YOUR ASSIGNMENT => Copy exactly the lines of the material below, starting with the first and including the line that holds "pub enum PageError".

===== GIVEN INFORMATION

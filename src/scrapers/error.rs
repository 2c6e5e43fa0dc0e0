//! Error types for the harvest pipeline.

use std::time::Duration;

use thiserror::Error;

/// Failures of the browser capability.
#[derive(Debug, Error)]
pub enum PageError {
    #[error("Browser support not compiled. Rebuild with: cargo build --features browser")]
    Unsupported,

    #[error("Failed to launch browser: {0}")]
    Launch(String),

    #[error("Navigation to {url} failed: {reason}")]
    Navigation { url: String, reason: String },

    #[error("Timed out after {timeout:?} waiting for {selector}")]
    WaitTimeout { selector: String, timeout: Duration },

    #[error("Element not found: {0}")]
    NotFound(String),

    #[error("Cookie {name} rejected: {reason}")]
    Cookie { name: String, reason: String },

    #[error("Page script failed: {0}")]
    Script(String),
}

/// Errors that abort a single platform run.
#[derive(Debug, Error)]
pub enum HarvestError {
    /// Platform disabled or missing authentication material.
    #[error("Configuration error: {0}")]
    Configuration(String),

    /// No authentication token could be injected.
    #[error("Session error: {0}")]
    Session(String),

    /// The history page never became reachable or ready.
    #[error("Navigation error: {0}")]
    Navigation(String),

    /// The run exceeded its deadline and the session was torn down.
    #[error("Run exceeded its {0:?} deadline")]
    Timeout(Duration),

    #[error("No driver registered for {0}")]
    NotRegistered(String),

    #[error("Platform not found in store: {0}")]
    PlatformNotFound(String),

    #[error("A run for {0} is already in progress")]
    AlreadyRunning(String),

    #[error("Database error: {0}")]
    Store(#[from] diesel::result::Error),
}

impl HarvestError {
    /// Whether this kind aborts a platform run.
    pub fn is_fatal(&self) -> bool {
        matches!(
            self,
            Self::Configuration(_)
                | Self::Session(_)
                | Self::Navigation(_)
                | Self::Store(_)
                | Self::Timeout(_)
        )
    }

    /// Short machine-readable kind, used in logs.
    pub fn kind(&self) -> &'static str {
        match self {
            Self::Configuration(_) => "configuration",
            Self::Session(_) => "session",
            Self::Navigation(_) => "navigation",
            Self::Timeout(_) => "timeout",
            Self::NotRegistered(_) => "not_registered",
            Self::PlatformNotFound(_) => "platform_not_found",
            Self::AlreadyRunning(_) => "already_running",
            Self::Store(_) => "store",
        }
    }
}

/// Per-item problems. These are logged and recovered from; they never
/// abort a run or an import.
#[derive(Debug, Error)]
pub enum ItemError {
    /// An item's required fields were unreadable; the item is dropped.
    #[error("Extraction error: {0}")]
    Extraction(String),

    /// Date or duration text was unparsable; a default is substituted.
    #[error("Parse error: {0}")]
    Parse(String),

    /// One record's upsert failed; the batch continues.
    #[error("Persistence error: {0}")]
    Persistence(String),

    /// Metadata lookup failed or was ambiguous; the heuristic is used.
    #[error("Enrichment error: {0}")]
    Enrichment(String),
}
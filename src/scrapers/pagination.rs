//! Incremental loading of lazily-rendered activity feeds.
//!
//! Each iteration triggers the feed's load-more affordance, waits a settle
//! interval, then observes the rendered item count and the last rendered
//! item. [`StopController`] decides whether to keep going.

use std::time::Duration;

use async_trait::async_trait;
use tracing::{debug, info, warn};

use super::error::PageError;
use super::page::PageAccessor;
use crate::config::ScraperSettings;

/// Tunables for the stop conditions.
#[derive(Debug, Clone)]
pub struct StopPolicy {
    /// Halt once the last item is dated before this year.
    pub cutoff_year: i32,
    /// Halt after this many iterations without a count change.
    pub stable_iterations: u32,
    pub max_iterations: u32,
    pub settle: Duration,
    /// Test-mode cap on rendered items.
    pub item_limit: Option<usize>,
}

impl Default for StopPolicy {
    fn default() -> Self {
        Self::from(&ScraperSettings::default())
    }
}

impl From<&ScraperSettings> for StopPolicy {
    fn from(settings: &ScraperSettings) -> Self {
        Self {
            cutoff_year: settings.cutoff_year,
            stable_iterations: settings.stable_iterations.max(1),
            max_iterations: settings.max_iterations.max(1),
            settle: Duration::from_millis(settings.settle_ms),
            item_limit: settings.item_limit(),
        }
    }
}

/// What the feed looked like after one load-more round.
#[derive(Debug, Clone, Default, PartialEq, Eq)]
pub struct Observation {
    /// Rendered item nodes.
    pub rendered: usize,
    /// The last rendered item is already in the store.
    pub last_known: bool,
    /// Year of the last rendered item, if its date parsed.
    pub last_year: Option<i32>,
    /// A load-more affordance was present this round.
    pub more_available: bool,
}

#[derive(Debug, Clone, Copy, PartialEq, Eq)]
pub enum HaltReason {
    ExistingEntry,
    AgeThreshold { year: i32 },
    Stable,
    /// No load-more affordance and nothing new rendered.
    Exhausted,
    ItemLimit,
    IterationCap,
}

#[derive(Debug, Clone, Copy, PartialEq, Eq)]
pub enum Decision {
    Continue,
    Halt(HaltReason),
}

/// Stop-condition state machine.
///
/// Triggers are checked in priority order: a known last item, then the age
/// cutoff, then count stability, then exhaustion, the test-mode cap and the
/// iteration cap.
#[derive(Debug, Clone)]
pub struct StopController {
    policy: StopPolicy,
    iteration: u32,
    previous: usize,
    unchanged: u32,
}

impl StopController {
    pub fn new(policy: StopPolicy) -> Self {
        Self {
            policy,
            iteration: 0,
            previous: 0,
            unchanged: 0,
        }
    }

    pub fn iteration(&self) -> u32 {
        self.iteration
    }

    pub fn evaluate(&mut self, obs: &Observation) -> Decision {
        self.iteration += 1;
        let unchanged = obs.rendered == self.previous;
        if unchanged {
            self.unchanged += 1;
        } else {
            self.unchanged = 0;
        }
        self.previous = obs.rendered;

        if obs.last_known {
            return Decision::Halt(HaltReason::ExistingEntry);
        }
        if let Some(year) = obs.last_year {
            if year < self.policy.cutoff_year {
                return Decision::Halt(HaltReason::AgeThreshold { year });
            }
        }
        if self.unchanged >= self.policy.stable_iterations {
            return Decision::Halt(HaltReason::Stable);
        }
        if !obs.more_available && unchanged {
            return Decision::Halt(HaltReason::Exhausted);
        }
        if let Some(limit) = self.policy.item_limit {
            if obs.rendered >= limit {
                return Decision::Halt(HaltReason::ItemLimit);
            }
        }
        if self.iteration >= self.policy.max_iterations {
            return Decision::Halt(HaltReason::IterationCap);
        }
        Decision::Continue
    }
}

/// A platform feed the pagination loop can drive.
#[async_trait]
pub trait Feed: Send + Sync {
    /// Trigger the load-more affordance. Returns whether one was present.
    async fn load_more(&self, page: &dyn PageAccessor) -> Result<bool, PageError>;

    /// Inspect the rendered feed. `more_available` is filled in by the loop.
    async fn observe(&self, page: &dyn PageAccessor) -> Result<Observation, PageError>;
}

/// Summary of a finished pagination loop.
#[derive(Debug, Clone, Copy, PartialEq, Eq)]
pub struct PaginationSummary {
    pub iterations: u32,
    pub rendered: usize,
    pub reason: HaltReason,
}

/// Page through a feed until a stop condition fires.
///
/// Page errors inside the loop are logged and treated as a round where
/// nothing changed, so a broken affordance ends in the stability halt
/// rather than a spin.
pub async fn paginate(
    page: &dyn PageAccessor,
    feed: &dyn Feed,
    policy: &StopPolicy,
) -> PaginationSummary {
    let mut controller = StopController::new(policy.clone());
    let mut rendered = 0;

    loop {
        let more_available = match feed.load_more(page).await {
            Ok(present) => present,
            Err(e) => {
                warn!("Load more failed: {}", e);
                false
            }
        };

        if !policy.settle.is_zero() {
            tokio::time::sleep(policy.settle).await;
        }

        let obs = match feed.observe(page).await {
            Ok(obs) => Observation {
                more_available,
                ..obs
            },
            Err(e) => {
                warn!("Failed to observe feed: {}", e);
                Observation {
                    rendered,
                    more_available,
                    ..Default::default()
                }
            }
        };
        rendered = obs.rendered;

        let decision = controller.evaluate(&obs);
        debug!(
            "Iteration {}: {} items, more={}, known={}, year={:?}",
            controller.iteration(),
            obs.rendered,
            obs.more_available,
            obs.last_known,
            obs.last_year
        );

        if let Decision::Halt(reason) = decision {
            info!(
                "Pagination halted after {} iterations with {} items: {:?}",
                controller.iteration(),
                rendered,
                reason
            );
            return PaginationSummary {
                iterations: controller.iteration(),
                rendered,
                reason,
            };
        }
    }
}

#[cfg(test)]
mod tests {
    use super::*;
    use crate::scrapers::testing::FakePage;

    fn policy() -> StopPolicy {
        StopPolicy {
            cutoff_year: 2025,
            stable_iterations: 3,
            max_iterations: 50,
            settle: Duration::ZERO,
            item_limit: None,
        }
    }

    fn obs(rendered: usize) -> Observation {
        Observation {
            rendered,
            last_known: false,
            last_year: Some(2025),
            more_available: true,
        }
    }

    #[test]
    fn test_existing_entry_outranks_age() {
        let mut c = StopController::new(policy());
        let decision = c.evaluate(&Observation {
            last_known: true,
            last_year: Some(2019),
            ..obs(10)
        });
        assert_eq!(decision, Decision::Halt(HaltReason::ExistingEntry));
    }

    #[test]
    fn test_age_threshold() {
        let mut c = StopController::new(policy());
        assert_eq!(c.evaluate(&obs(10)), Decision::Continue);
        let decision = c.evaluate(&Observation {
            last_year: Some(2024),
            ..obs(20)
        });
        assert_eq!(decision, Decision::Halt(HaltReason::AgeThreshold { year: 2024 }));
    }

    #[test]
    fn test_stable_after_three_unchanged_rounds() {
        let mut c = StopController::new(policy());
        assert_eq!(c.evaluate(&obs(10)), Decision::Continue);
        assert_eq!(c.evaluate(&obs(10)), Decision::Continue);
        assert_eq!(c.evaluate(&obs(10)), Decision::Continue);
        assert_eq!(c.evaluate(&obs(10)), Decision::Halt(HaltReason::Stable));
    }

    #[test]
    fn test_growth_resets_stability() {
        let mut c = StopController::new(policy());
        for n in [10, 10, 10, 20, 20, 20] {
            assert_eq!(c.evaluate(&obs(n)), Decision::Continue);
        }
        assert_eq!(c.evaluate(&obs(20)), Decision::Halt(HaltReason::Stable));
    }

    #[test]
    fn test_exhausted_without_affordance() {
        let mut c = StopController::new(policy());
        assert_eq!(c.evaluate(&obs(10)), Decision::Continue);
        let decision = c.evaluate(&Observation {
            more_available: false,
            ..obs(10)
        });
        assert_eq!(decision, Decision::Halt(HaltReason::Exhausted));
    }

    #[test]
    fn test_iteration_cap_and_item_limit() {
        let mut c = StopController::new(StopPolicy {
            max_iterations: 3,
            ..policy()
        });
        assert_eq!(c.evaluate(&obs(1)), Decision::Continue);
        assert_eq!(c.evaluate(&obs(2)), Decision::Continue);
        assert_eq!(c.evaluate(&obs(3)), Decision::Halt(HaltReason::IterationCap));

        let mut c = StopController::new(StopPolicy {
            item_limit: Some(25),
            ..policy()
        });
        assert_eq!(c.evaluate(&obs(20)), Decision::Continue);
        assert_eq!(c.evaluate(&obs(40)), Decision::Halt(HaltReason::ItemLimit));
    }

    /// Feed where round `i` renders `i * 10` items and every item from
    /// index `known_from` on is already stored.
    struct SimulatedFeed {
        known_from: usize,
    }

    #[async_trait]
    impl Feed for SimulatedFeed {
        async fn load_more(&self, page: &dyn PageAccessor) -> Result<bool, PageError> {
            page.scroll_to_bottom().await?;
            Ok(true)
        }

        async fn observe(&self, page: &dyn PageAccessor) -> Result<Observation, PageError> {
            let rendered = page.count("li").await?;
            Ok(Observation {
                rendered,
                last_known: rendered > self.known_from,
                last_year: Some(2025),
                more_available: true,
            })
        }
    }

    fn growing_feed(rounds: usize) -> FakePage {
        // Snapshot 0 is what the page shows before the first load-more.
        let snapshots = (0..=rounds)
            .map(|i| format!("<ul>{}</ul>", "<li>x</li>".repeat(i * 10)))
            .collect();
        FakePage::new(snapshots)
    }

    #[tokio::test]
    async fn test_halts_at_first_round_reaching_known_items() {
        let page = growing_feed(20);
        // Items 0..=49 are new, 50 onward already stored: round 5 renders 50,
        // round 6 renders 60 and its last item is known.
        let summary = paginate(&page, &SimulatedFeed { known_from: 50 }, &policy()).await;
        assert_eq!(summary.reason, HaltReason::ExistingEntry);
        assert_eq!(summary.iterations, 6);
        assert_eq!(summary.rendered, 60);
    }

    #[tokio::test]
    async fn test_feed_that_stops_growing_halts_on_stability() {
        let page = growing_feed(2);
        let summary = paginate(&page, &SimulatedFeed { known_from: usize::MAX }, &policy()).await;
        assert_eq!(summary.reason, HaltReason::Stable);
        assert_eq!(summary.rendered, 20);
        assert_eq!(summary.iterations, 5);
    }
}
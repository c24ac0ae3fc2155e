mod domain;
mod local;

use domain::check_domain;
use local::check_local;

use crate::cell::CellValue;

/// Maximum overall address length (RFC 5321 path limit minus brackets).
pub const MAX_ADDRESS_LEN: usize = 254;

/// Syntactic check of a cell. Anything that is not text is invalid.
pub fn is_valid_format(value: &CellValue) -> bool {
    value.as_text().is_some_and(is_valid_email)
}

/// Syntactic check of an address string (trimmed, compared lower-cased).
pub fn is_valid_email(email: &str) -> bool {
    format_reasons(email).is_empty()
}

/// Returns every rule the address breaks; empty means the format is valid.
pub fn format_reasons(email: &str) -> Vec<String> {
    let input = email.trim().to_lowercase();

    let mut reasons = Vec::new();

    if input.len() > MAX_ADDRESS_LEN {
        reasons.push(format!("total length {} > {MAX_ADDRESS_LEN}", input.len()));
    }

    let parts: Vec<&str> = input.split('@').collect();
    if parts.len() != 2 {
        reasons.push("must contain exactly one '@'".to_string());
        return reasons;
    }
    let (local, domain) = (parts[0], parts[1]);

    check_local(local, &mut reasons);
    check_domain(domain, &mut reasons);

    reasons
}

/// Splits a trimmed address into `(local, domain)` at its single '@'.
pub fn split_address(email: &str) -> Option<(&str, &str)> {
    let (local, domain) = email.trim().split_once('@')?;
    if domain.contains('@') {
        return None;
    }
    Some((local, domain))
}
use thiserror::Error;

use crate::mx::MxError;

/// Failures outside the expected negative outcomes of each stage. These are
/// reported per address as `Status::Error`, never as a verdict on the mailbox.
#[derive(Debug, Error)]
pub enum VerifyError {
    #[error(transparent)]
    Mx(#[from] MxError),
    #[cfg(feature = "with-fallback")]
    #[error("fallback client initialization failed: {source}")]
    FallbackClient {
        #[source]
        source: reqwest::Error,
    },
    #[error("verification panicked: {0}")]
    Panicked(String),
    #[error("{0}")]
    Other(String),
}

impl VerifyError {
    pub fn other(message: impl Into<String>) -> Self {
        Self::Other(message.into())
    }

    pub(crate) fn from_panic(payload: Box<dyn std::any::Any + Send>) -> Self {
        let message = if let Some(s) = payload.downcast_ref::<&str>() {
            (*s).to_string()
        } else if let Some(s) = payload.downcast_ref::<String>() {
            s.clone()
        } else {
            "unknown panic payload".to_string()
        };
        Self::Panicked(message)
    }
}
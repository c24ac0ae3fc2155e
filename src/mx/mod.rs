//! DNS mail-exchanger resolution.
//!
//! [`DomainResolver::has_mail_exchanger`] answers the pipeline's second stage;
//! [`DomainResolver::resolve`] exposes the sorted records for the SMTP probe.

mod error;
mod resolver;
mod types;

pub use error::MxError;
pub use resolver::{DomainResolver, LookupMx, SystemLookup};
pub use types::{MxRecord, MxStatus, ResolverOptions};
#![forbid(unsafe_code)]
//! mailvet: batch e-mail hygiene checks (format, MX, SMTP probe, API fallback)

pub mod batch;
pub mod cell;
pub mod error;
#[cfg(feature = "with-csv")]
pub mod export;
#[cfg(feature = "with-fallback")]
pub mod fallback;
pub mod mx;
pub mod pacing;
pub mod pipeline;
pub mod smtp_verify;
pub mod validator;

pub use batch::{
    BatchOptions, BatchResult, BatchRunner, CancellationToken, Concurrency, Progress,
    ReportScope, run_batch,
};
pub use cell::{CellValue, Table};
pub use error::VerifyError;
#[cfg(feature = "with-csv")]
pub use export::{ExportError, Sheet, write_sheet, write_sheets};
#[cfg(feature = "with-fallback")]
pub use fallback::{ApiFallbackVerifier, FallbackError, FallbackOptions};
pub use mx::{DomainResolver, MxError, MxRecord, MxStatus, ResolverOptions};
pub use pacing::{Pacer, Pacing};
pub use pipeline::{
    ExchangerCheck, FallbackVerifier, MailboxCheck, Status, VerificationOutcome,
    VerificationPipeline,
};
pub use smtp_verify::{MailboxProbe, ProbeError, SmtpProbeOptions};
pub use validator::{is_valid_email, is_valid_format};
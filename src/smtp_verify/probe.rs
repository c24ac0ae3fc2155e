use std::net::{SocketAddr, ToSocketAddrs};
use std::sync::Arc;
use std::time::Instant;

use tracing::debug;

use super::error::ProbeError;
use super::options::SmtpProbeOptions;
use super::session::SmtpSession;
use crate::error::VerifyError;
use crate::mx::{DomainResolver, LookupMx, MxError, ResolverOptions, SystemLookup};
use crate::pipeline::MailboxCheck;
use crate::validator::split_address;

/// Mailbox-acceptance stage. A negative answer means "unproven", not
/// "nonexistent": plenty of servers refuse or fake probing traffic.
#[derive(Debug, Clone)]
pub struct MailboxProbe<L = Arc<SystemLookup>> {
    resolver: DomainResolver<L>,
    options: SmtpProbeOptions,
}

impl MailboxProbe {
    pub fn system(
        resolver_options: &ResolverOptions,
        options: SmtpProbeOptions,
    ) -> Result<Self, MxError> {
        Ok(Self::new(DomainResolver::system(resolver_options)?, options))
    }
}

impl<L: LookupMx> MailboxProbe<L> {
    pub fn new(resolver: DomainResolver<L>, options: SmtpProbeOptions) -> Self {
        Self { resolver, options }
    }

    pub fn options(&self) -> &SmtpProbeOptions {
        &self.options
    }

    /// `Ok(true)` when the first-priority exchanger answers `RCPT TO` with
    /// 250. Transport and protocol failures are `Ok(false)`.
    pub fn probe_mailbox(&self, address: &str) -> Result<bool, VerifyError> {
        match self.try_probe(address) {
            Ok(()) => Ok(true),
            Err(err) if err.is_expected() => {
                debug!(address, error = %err, "mailbox probe negative");
                Ok(false)
            }
            Err(ProbeError::Mx(err)) => Err(err.into()),
            Err(err) => Err(VerifyError::other(err.to_string())),
        }
    }

    /// Single attempt, no retry. The session is dropped (socket closed) on
    /// every path out of this function.
    pub fn try_probe(&self, address: &str) -> Result<(), ProbeError> {
        let address = address.trim();
        let (_, domain) =
            split_address(address).ok_or_else(|| ProbeError::InvalidAddress(address.into()))?;

        let status = self.resolver.resolve(domain)?;
        let primary = status.primary().ok_or_else(|| ProbeError::NoExchanger {
            domain: domain.to_string(),
        })?;

        let deadline = Instant::now() + self.options.session_timeout;
        let addrs = resolve_socket_addrs(&primary.exchange, self.options.port, self.options.ipv6)?;
        let mut session =
            SmtpSession::connect(&primary.exchange, &addrs, &self.options, deadline)?;
        let verdict = session.probe(&self.options, address);
        session.quit();
        verdict
    }
}

impl<L: LookupMx> MailboxCheck for MailboxProbe<L> {
    fn probe_mailbox(&self, address: &str) -> Result<bool, VerifyError> {
        MailboxProbe::<L>::probe_mailbox(self, address)
    }
}

fn resolve_socket_addrs(
    host: &str,
    port: u16,
    allow_ipv6: bool,
) -> Result<Vec<SocketAddr>, ProbeError> {
    let addrs: Vec<SocketAddr> = (host, port)
        .to_socket_addrs()
        .map_err(|err| ProbeError::Connect {
            host: host.to_string(),
            source: err,
        })?
        .filter(|addr| allow_ipv6 || addr.is_ipv4())
        .collect();
    if addrs.is_empty() {
        return Err(ProbeError::NoAddress {
            host: host.to_string(),
        });
    }
    Ok(addrs)
}

#[cfg(test)]
mod tests {
    use super::*;
    use crate::mx::tests::{StubResolver, resolve_failure};
    use std::io::{BufRead, BufReader, Write};
    use std::net::TcpListener;
    use std::sync::mpsc;
    use std::thread;
    use trust_dns_resolver::error::ResolveErrorKind;

    fn probe_with(stub: StubResolver) -> MailboxProbe<StubResolver> {
        MailboxProbe::new(
            DomainResolver::with_lookup(stub),
            SmtpProbeOptions::default(),
        )
    }

    #[test]
    fn missing_exchanger_is_negative() {
        let probe = probe_with(StubResolver::new(|_| Ok(Vec::new())));
        assert!(matches!(
            probe.try_probe("user@example.com"),
            Err(ProbeError::NoExchanger { .. })
        ));
        assert!(!probe.probe_mailbox("user@example.com").expect("no error"));
    }

    #[test]
    fn dns_timeout_is_negative() {
        let probe = probe_with(StubResolver::new(|_| {
            Err(resolve_failure(ResolveErrorKind::Timeout))
        }));
        assert!(!probe.probe_mailbox("user@example.com").expect("no error"));
    }

    #[test]
    fn resolver_init_failure_is_unexpected() {
        let probe = probe_with(StubResolver::new(|_| Err(MxError::resolver_init("broken"))));
        assert!(probe.probe_mailbox("user@example.com").is_err());
    }

    #[test]
    fn malformed_address_is_negative() {
        let probe = probe_with(StubResolver::new(|domain| {
            panic!("unexpected lookup for '{domain}'")
        }));
        assert!(!probe.probe_mailbox("no-at-sign").expect("no error"));
    }

    fn spawn_mock_server(
        script: Vec<(&'static str, &'static str)>,
    ) -> (u16, thread::JoinHandle<Vec<String>>) {
        let listener = TcpListener::bind("127.0.0.1:0").expect("bind mock server");
        let port = listener.local_addr().expect("addr").port();
        let (ready_tx, ready_rx) = mpsc::channel();
        let handle = thread::spawn(move || {
            ready_tx.send(()).ok();
            let mut seen = Vec::new();
            if let Ok((mut stream, _)) = listener.accept() {
                let mut reader = BufReader::new(stream.try_clone().expect("clone"));
                stream.write_all(b"220 mock.smtp.test ESMTP\r\n").ok();
                for (expected, response) in script {
                    let mut line = String::new();
                    if reader.read_line(&mut line).unwrap_or(0) == 0 {
                        break;
                    }
                    assert!(
                        line.starts_with(expected),
                        "expected command starting with '{expected}', got '{line}'"
                    );
                    seen.push(line.trim_end().to_string());
                    stream.write_all(response.as_bytes()).ok();
                }
            }
            seen
        });
        ready_rx.recv().expect("server ready");
        (port, handle)
    }

    #[test]
    #[ignore = "requires loopback TCP binding"]
    fn accepts_via_loopback_server() {
        let (port, handle) = spawn_mock_server(vec![
            ("HELO", "250 mock.example\r\n"),
            ("MAIL FROM:", "250 2.1.0 Ok\r\n"),
            ("RCPT TO:", "250 2.1.5 Ok\r\n"),
            ("QUIT", "221 2.0.0 Bye\r\n"),
        ]);
        let options = SmtpProbeOptions {
            port,
            ..SmtpProbeOptions::default()
        };
        let probe = MailboxProbe::new(
            DomainResolver::with_lookup(StubResolver::single("127.0.0.1")),
            options,
        );
        assert!(probe.probe_mailbox("user@example.com").expect("no error"));
        let seen = handle.join().expect("server thread");
        assert!(!seen.iter().any(|line| line.starts_with("DATA")));
    }
}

==========

RESPONSE AREA =>
filename src/scrapers/error.rs
repository 2c6e5e43fa0dc0e0
//! Error types for the harvest pipeline.

use std::time::Duration;

use thiserror::Error;

/// Failures of the browser capability.
#[derive(Debug, Error)]
pub enum PageError {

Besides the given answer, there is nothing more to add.